The old man had just pissed himself when the wall blew open. It was 7 October 2023, the day Hamas militants stormed Kibbutz Nir Oz from Gaza.
Jimmy Pacheco was reaching for a clean diaper. Then men in black masks with rifles burst in. His patient Amitai tried to stand. They shot the Jew in the face. Jimmy dropped the diaper and raised both hands.
Jimmy was among the many hostages taken by Hamas. For 49 days, he lived in a maze of damp tunnels, horrified by what war had trapped inside: stifled panic of gagged mouths, the low animal whimper of men too tired to cry, and that final thing that slips out of you when you realize no one’s coming.
His patient was gone, but he kept tending to the wounded, the hungry, terrified. Even under Gaza, a Filipino still served.
He changed diapers, slick with fear. Wiped mouths that bled instead of spoke. Held heads as they seized and stilled. When a man died with his eyes open, Jimmy closed them with his thumbs. Sometimes, the eyes reopened.
He whispered names into ears that didn’t move, fed soup to chins that wouldn’t rise. When there was no food, he chewed toilet paper. When that ran out, he begged to be killed. They never did.
Pacheco was part of the Philippines’ most dependable export. They bathe Europe’s elderly, soothe Japan’s dying, hold Israel’s war-battered hands. It’s a national economy that brings back remittances, and fathers who forget how to hold their children without asking for permission first.
Nearly 30,000 Filipino caregivers work in Israel.
Their contracts don’t mention airstrikes, like those of their counterparts in Syria, Lebanon, Ukraine, Gaza. They were deployed until 7 October forced their government to notice the war.
They expect to serve in homes, not bomb shelters, with few legal protections and no formal path to citizenship.
When rockets fall they’re told to crouch beside the people they’re paid to keep alive.
When Hamas attacked, Filipino workers had no diplomatic leverage, and relied on embassy channels and delayed repatriation support. Their extraction was neither immediate nor guaranteed.
Sometimes they come home in parts. Sometimes they don’t come home at all. Angelyn Aguirre. Loreta Alacre. Mary Grace Cabrera. Paul Vincent Castelvi.
On 15 June, a missile launched from Iran struck Israel. Leah Mosquera, a caregiver from Iloilo, was wounded. She died eventually.
The embassy issued its formal regrets, template condolences, filed and forwarded. The world, as usual, moved on.

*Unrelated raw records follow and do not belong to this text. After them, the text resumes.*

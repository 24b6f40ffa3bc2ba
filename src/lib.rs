// SPDX-License-Identifier: MIT
// SPDX-FileCopyrightText: 2025-2026 natyamatsya contributors
//
// Synchronous multiplexed waiting over pipe and socket handles, and a
// same-host connection-oriented IPC transport (server + sessions) over
// AF_UNIX stream sockets. POSIX only.

mod platform;

mod error;
pub use error::{Error, Result};

mod events;
pub use events::Events;

mod handle;
pub use handle::{HandleKind, PipeEnd, PollHandle};

mod poll_set;
pub use poll_set::{HandleEntry, PollSet, Ready, MAX_POLL_HANDLES, POLL_GROW_BY};

pub mod ipc_name;

mod cancel;

mod server;
pub use server::{Server, ServerFlags, LISTEN_BACKLOG};

mod session;
pub use session::{Session, SessionFlags};

pub use platform::PeerIdentity;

Jimmy Pacheco survived and the world called him lucky. The news called him resilient. The two governments called him a hero. They welcomed him like a hero, tight hugs, embassy staff, applause. Then he went home to Guagua. And, if anyone kept track of what happened next, they did it very quietly.
Was there a psychologist at the airport? Are there studies on PTSD in Filipino caregivers? Do we even ask? We train men to be tender abroad, then abandon them when they break quietly, invisibly, at home.
Does it ever visit Jimmy again? The face, rising to speak, then erupting into red? Does the sound of teeth hitting tile wake him before dawn, heart hammering, throat clenched, hands already shaking?
Does he feel the blood spray on his lips? Or hear the wet thud before the screaming starts? Does it play in color? In heat? In sound? In silence?
And when policymakers praise the “heroism,” do they imagine it’s their father’s skull exploding beside a commode? Or wonder what it costs to survive with that image stitched behind your eyes? Is that price too far offshore to count?
Jimmy brought nothing home from Gaza except the will to start over. Not to forget. Never that. But to answer death with birth. Make a child. To, after wiping men waiting to die, change the diapers of someone learning to live.
The baby came into the world howling, not to mourn but to protest. And in that small, insistent cry, he heard the name.
Israela.
A child born not to replace the dead, but to remember them.